[Stored items]
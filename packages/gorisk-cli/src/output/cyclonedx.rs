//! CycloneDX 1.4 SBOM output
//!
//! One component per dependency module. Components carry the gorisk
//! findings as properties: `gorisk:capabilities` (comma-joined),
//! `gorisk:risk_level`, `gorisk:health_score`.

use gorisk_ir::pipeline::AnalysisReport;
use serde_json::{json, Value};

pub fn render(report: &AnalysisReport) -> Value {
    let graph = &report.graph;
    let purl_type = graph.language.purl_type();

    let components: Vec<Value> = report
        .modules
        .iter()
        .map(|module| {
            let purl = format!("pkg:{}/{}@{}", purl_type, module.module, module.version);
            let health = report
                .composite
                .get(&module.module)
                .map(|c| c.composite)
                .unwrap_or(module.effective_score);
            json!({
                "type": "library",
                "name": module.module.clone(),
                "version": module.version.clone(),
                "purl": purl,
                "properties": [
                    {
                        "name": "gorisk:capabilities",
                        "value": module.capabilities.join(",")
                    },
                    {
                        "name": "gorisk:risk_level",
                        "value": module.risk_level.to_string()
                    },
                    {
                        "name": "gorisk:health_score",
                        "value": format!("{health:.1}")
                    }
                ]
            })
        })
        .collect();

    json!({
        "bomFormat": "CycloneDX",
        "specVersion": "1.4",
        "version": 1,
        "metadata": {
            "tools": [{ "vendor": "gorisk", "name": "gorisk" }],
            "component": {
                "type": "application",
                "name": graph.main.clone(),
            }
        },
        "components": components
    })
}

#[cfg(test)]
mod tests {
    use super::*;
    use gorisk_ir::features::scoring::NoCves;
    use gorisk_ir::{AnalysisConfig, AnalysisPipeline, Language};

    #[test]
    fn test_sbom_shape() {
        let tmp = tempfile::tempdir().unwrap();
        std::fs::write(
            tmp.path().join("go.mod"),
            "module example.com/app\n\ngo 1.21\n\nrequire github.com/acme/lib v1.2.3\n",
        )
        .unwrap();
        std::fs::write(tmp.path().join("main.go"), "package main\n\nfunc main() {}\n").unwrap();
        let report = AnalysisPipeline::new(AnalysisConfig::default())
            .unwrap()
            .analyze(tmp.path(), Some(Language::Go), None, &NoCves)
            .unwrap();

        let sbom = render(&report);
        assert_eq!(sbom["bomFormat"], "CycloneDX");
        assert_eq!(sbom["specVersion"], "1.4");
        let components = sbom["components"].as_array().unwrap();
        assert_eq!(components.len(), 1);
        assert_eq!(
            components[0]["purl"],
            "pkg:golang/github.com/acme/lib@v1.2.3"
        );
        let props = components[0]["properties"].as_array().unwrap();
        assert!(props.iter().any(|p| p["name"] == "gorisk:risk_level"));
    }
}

**WORK REQUEST**
Reproduce each record exactly as it appears.

**ANSWER SECTION**
filename packages/gorisk-cli/src/output/cyclonedx.rs
//! CycloneDX 1.4 SBOM output
//!
//! One component per dependency module. Components carry the gorisk
//! findings as properties: `gorisk:capabilities` (comma-joined),
//! `gorisk:risk_level`, `gorisk:health_score`.

use gorisk_ir::pipeline::AnalysisReport;
use serde_json::{json, Value};

pub fn render(report: &AnalysisReport) -> Value {
    let graph = &report.graph;
    let purl_type = graph.language.purl_type();

    let components: Vec<Value> = report
        .modules
        .iter()
        .map(|module| {
            let purl = format!("pkg:{}/{}@{}", purl_type, module.module, module.version);
            let health = report
                .composite
                .get(&module.module)
                .map(|c| c.composite)
                .unwrap_or(module.effective_score);
            json!({
                "type": "library",
                "name": module.module.clone(),
                "version": module.version.clone(),
                "purl": purl,
                "properties": [
                    {
                        "name": "gorisk:capabilities",
                        "value": module.capabilities.join(",")
                    },
                    {
                        "name": "gorisk:risk_level",
                        "value": module.risk_level.to_string()
                    },
                    {
                        "name": "gorisk:health_score",
                        "value": format!("{health:.1}")
                    }
                ]
            })
        })
        .collect();

    json!({
        "bomFormat": "CycloneDX",
        "specVersion": "1.4",
        "version": 1,
        "metadata": {
            "tools": [{ "vendor": "gorisk", "name": "gorisk" }],
            "component": {
                "type": "application",
                "name": graph.main.clone(),
            }
        },
        "components": components
    })
}

#[cfg(test)]
mod tests {
    use super::*;
    use gorisk_ir::features::scoring::NoCves;
    use gorisk_ir::{AnalysisConfig, AnalysisPipeline, Language};

    #[test]
    fn test_sbom_shape() {
        let tmp = tempfile::tempdir().unwrap();
        std::fs::write(
            tmp.path().join("go.mod"),
            "module example.com/app\n\ngo 1.21\n\nrequire github.com/acme/lib v1.2.3\n",
        )
        .unwrap();
        std::fs::write(tmp.path().join("main.go"), "package main\n\nfunc main() {}\n").unwrap();
        let report = AnalysisPipeline::new(AnalysisConfig::default())
            .unwrap()
            .analyze(tmp.path(), Some(Language::Go), None, &NoCves)
            .unwrap();

        let sbom = render(&report);
        assert_eq!(sbom["bomFormat"], "CycloneDX");
        assert_eq!(sbom["specVersion"], "1.4");
        let components = sbom["components"].as_array().unwrap();
        assert_eq!(components.len(), 1);
        assert_eq!(
            components[0]["purl"],
            "pkg:golang/github.com/acme/lib@v1.2.3"
        );
        let props = components[0]["properties"].as_array().unwrap();
        assert!(props.iter().any(|p| p["name"] == "gorisk:risk_level"));
    }
}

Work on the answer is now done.